Höhere Margen als Roche
Den Kantonalbanken geht es so gut, wie schon lange nicht mehr. Sie erzielen deutlich höhere Margen als Pharmakonzerne. Kritik an den Gewinnen gibt es nicht. Warum eigentlich nicht?
20. September 2022 • Beat Schmid
Gestern publizierte der Verband der Kantonalbanken die konsolidierten Zwischenergebnisse für das erste Halbjahr. “In einem herausfordernden Umfeld blicken die Kantonalbanken auf ein erfolgreiches erstes Semester 2022 zurück”, schreibt der Verband. Ein Understatement.
Durchwegs alle Kennzahlen zeigen nach oben: Die kumulierte Bilanzsumme stieg um 3,3 Prozent auf 773 Milliarden Franken, der Vorsteuergewinn auf 2,1 Milliarden Franken (plus 5,1 %), der Reingewinn kletterte auf 1,8 Milliarden, ein Plus von 6,7 Prozent. Den steigenden Einnahmen stehen nur leicht gestiegene Kosten gegenüber, die Lohnkosten erhöhten sich um 0,9 Prozent auf 1,7 Milliarden Franken.
Das sogenannte Kosten-Ertrags-Verhältnis konnten die Banken auf 52 Prozent senken. Man muss tief ins Archiv heruntersteigen, um auf einen noch tieferen Wert zu stossen. Es war im ersten Halbjahr 2009, als das Kosten-Ertrags-Verhältnis bei 50,8 Prozent lag.
Roche wäre eine schlechte Kantonalbank
Es ist eine Eigenart des Bankings, von Kosten-Ertrags-Verhältnissen (oder Cost-Income-Ratios) zu sprechen. Wären Banken Unternehmen der Realwirtschaft, würde man von Gewinnmargen sprechen, oder präziser von Bruttogewinnmargen. Dabei handelt es sich um exakt das Gleiche, nur wird die Gewinnmarge andersherum gerechnet.
Berechnet man die Gewinnmarge der Kantonalbanken, beträgt diese im ersten Halbjahr 48 Prozent. Das heisst, von jedem eingenommenen Franken bleiben 48 Rappen als Vorsteuergewinn in der Kasse zurück. Derart hohe Gewinnmargen werden ausserhalb des Bankings fast nirgends verdient.
Zum Vergleich: Die Swisscom kommt auf eine Gewinnmarge von 18 Prozent, die Post kommt auf deutlich unter 10 Prozent. Selbst Roche, die für ihre hohen Margen permanent kritisiert wird, weist eine tiefere Gewinnmarge aus: Ihre Bruttomarge (EBT) liegt bei 26 Prozent. Wäre Roche eine Kantonalbank, stände sie für ihre schlechte Cost-Income-Ratio von 74 Prozent in der Kritik.
Niemand kritisiert die “exorbitanten Gewinne auf dem Buckel der Konsumenten”
Würden Pharmaunternehmen, Krankenkassen, die Post oder die Swisscom derart hohe Gewinnmargen erzielen, wäre die Aufregung bei Konsumentenschützern gross. Politikerinnen von links bis rechts würden in Bern Interpellationen einreichen und die “exorbitanten Gewinne auf dem Buckel der Konsumenten und der KMU” geisseln.

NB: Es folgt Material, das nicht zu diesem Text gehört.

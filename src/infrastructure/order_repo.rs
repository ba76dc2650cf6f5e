use async_trait::async_trait;
use chrono::Utc;
use diesel::prelude::*;
use uuid::Uuid;

use crate::db::{run_blocking, DbPool};
use crate::domain::errors::DomainError;
use crate::domain::order::{NewOrder, Order, OrderLookup, OrderStatus, TransitionOutcome};
use crate::domain::ports::OrderRepository;
use crate::schema::{customers, order_lines, orders};

use super::models::{NewOrderLineRow, NewOrderRow, OrderLineRow, OrderRow};

// ── Error conversions (infrastructure concern only) ──────────────────────────

impl From<diesel::result::Error> for DomainError {
    fn from(e: diesel::result::Error) -> Self {
        DomainError::StoreUnavailable(e.to_string())
    }
}

impl From<r2d2::Error> for DomainError {
    fn from(e: r2d2::Error) -> Self {
        DomainError::StoreUnavailable(e.to_string())
    }
}

// ── Repository ────────────────────────────────────────────────────────────────

pub struct DieselOrderRepository {
    pool: DbPool,
}

impl DieselOrderRepository {
    pub fn new(pool: DbPool) -> Self {
        Self { pool }
    }
}

fn resolve_order_id(
    conn: &mut PgConnection,
    lookup: &OrderLookup,
) -> Result<Option<Uuid>, DomainError> {
    let id = match lookup {
        OrderLookup::ById(id) => orders::table
            .filter(orders::id.eq(*id))
            .select(orders::id)
            .first::<Uuid>(conn)
            .optional()?,
        OrderLookup::ByGatewayCustomer(gateway_id) => orders::table
            .inner_join(customers::table)
            .filter(customers::gateway_customer_id.eq(gateway_id.as_str()))
            .order(orders::created_at.desc())
            .select(orders::id)
            .first::<Uuid>(conn)
            .optional()?,
    };
    Ok(id)
}

#[async_trait]
impl OrderRepository for DieselOrderRepository {
    async fn create(&self, order: NewOrder) -> Result<Order, DomainError> {
        run_blocking(&self.pool, move |conn| {
            conn.transaction::<_, DomainError, _>(|conn| {
                // 1. Insert the order
                let order_id = Uuid::new_v4();
                let row = diesel::insert_into(orders::table)
                    .values(&NewOrderRow {
                        id: order_id,
                        customer_id: order.customer_id,
                        amount: order.total.clone(),
                        status: OrderStatus::Pending.as_str().to_string(),
                    })
                    .returning(OrderRow::as_returning())
                    .get_result(conn)?;

                // 2. Insert order lines, keeping cart order
                let new_lines: Vec<NewOrderLineRow> = order
                    .lines
                    .iter()
                    .enumerate()
                    .map(|(position, l)| NewOrderLineRow {
                        id: Uuid::new_v4(),
                        order_id,
                        position: position as i32,
                        item_name: l.item_name.clone(),
                        unit_price: l.unit_price.clone(),
                        quantity: l.quantity,
                    })
                    .collect();
                let mut lines = diesel::insert_into(order_lines::table)
                    .values(&new_lines)
                    .returning(OrderLineRow::as_returning())
                    .get_results(conn)?;
                lines.sort_by_key(|l| l.position);

                row.into_order(lines)
            })
        })
        .await
    }

    async fn find_by_id(&self, id: Uuid) -> Result<Option<Order>, DomainError> {
        run_blocking(&self.pool, move |conn| {
            let order = orders::table
                .filter(orders::id.eq(id))
                .select(OrderRow::as_select())
                .first(conn)
                .optional()?;

            let Some(order) = order else {
                return Ok(None);
            };

            let lines = order_lines::table
                .filter(order_lines::order_id.eq(order.id))
                .order(order_lines::position.asc())
                .select(OrderLineRow::as_select())
                .load(conn)?;

            order.into_order(lines).map(Some)
        })
        .await
    }

    async fn transition_status(
        &self,
        lookup: &OrderLookup,
        target: OrderStatus,
    ) -> Result<TransitionOutcome, DomainError> {
        if !target.is_terminal() {
            return Err(DomainError::InvalidInput(format!(
                "cannot transition an order to '{target}'"
            )));
        }
        let lookup = lookup.clone();

        run_blocking(&self.pool, move |conn| {
            conn.transaction::<_, DomainError, _>(|conn| {
                let Some(order_id) = resolve_order_id(conn, &lookup)? else {
                    return Ok(TransitionOutcome::NotFound);
                };

                // Only a pending order may move; the WHERE clause is the guard.
                let updated = diesel::update(
                    orders::table
                        .filter(orders::id.eq(order_id))
                        .filter(orders::status.eq(OrderStatus::Pending.as_str())),
                )
                .set((
                    orders::status.eq(target.as_str()),
                    orders::updated_at.eq(Utc::now()),
                ))
                .execute(conn)?;

                if updated == 1 {
                    return Ok(TransitionOutcome::Applied { order_id });
                }

                let current: String = orders::table
                    .filter(orders::id.eq(order_id))
                    .select(orders::status)
                    .first(conn)?;
                Ok(TransitionOutcome::Unchanged {
                    order_id,
                    current: current.parse()?,
                })
            })
        })
        .await
    }
}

Doch bei den Kantonalbanken gibt es keinen Protest. Es herrscht Schweigen im Land. Warum ist das so? Zum einen dürfte das daran liegen, dass der Öffentlichkeit gar nicht bewusst ist, wie hochprofitabel die KBs wirtschaften. Dabei hilft, dass die Geldinstitute sich darauf geeinigt haben, nicht von Gewinnmargen zu sprechen, sondern eben von der Cost-Income-Ratio, dem Kosten-Ertrags-Verhältnis. Doch kein Mensch ausserhalb der Bankenwelt versteht, was eine Cost-Income-Ratio ist. Unter einer Gewinnmarge hingegen können sich alle etwas vorstellen.
Der andere Grund: Als öffentlich-rechtliche oder private Unternehmen befinden sich Kantonalbanken im Mehrheitsbesitz der Kantone. Sie schütten pro Jahr 1,8 Milliarden Franken an Kantone und Gemeinden aus. In den Bankräten sitzen oftmals Politiker, die hohe Honorare beziehen.
Ursprünglich wurden die Kantonalbanken gegründet, um Kredite an Bauern und Handwerker “zu vorteilhaften Bedingungen” zu vergeben. Diese Idee einer Staatsbank hatte Johann Jakob Keller, als er in der zweiten Hälfte des vorletzten Jahrhunderts die Gründung der Zürcher Kantonalbank vorantrieb. Die Staatskassen aufzubessern, war damals kein Ziel.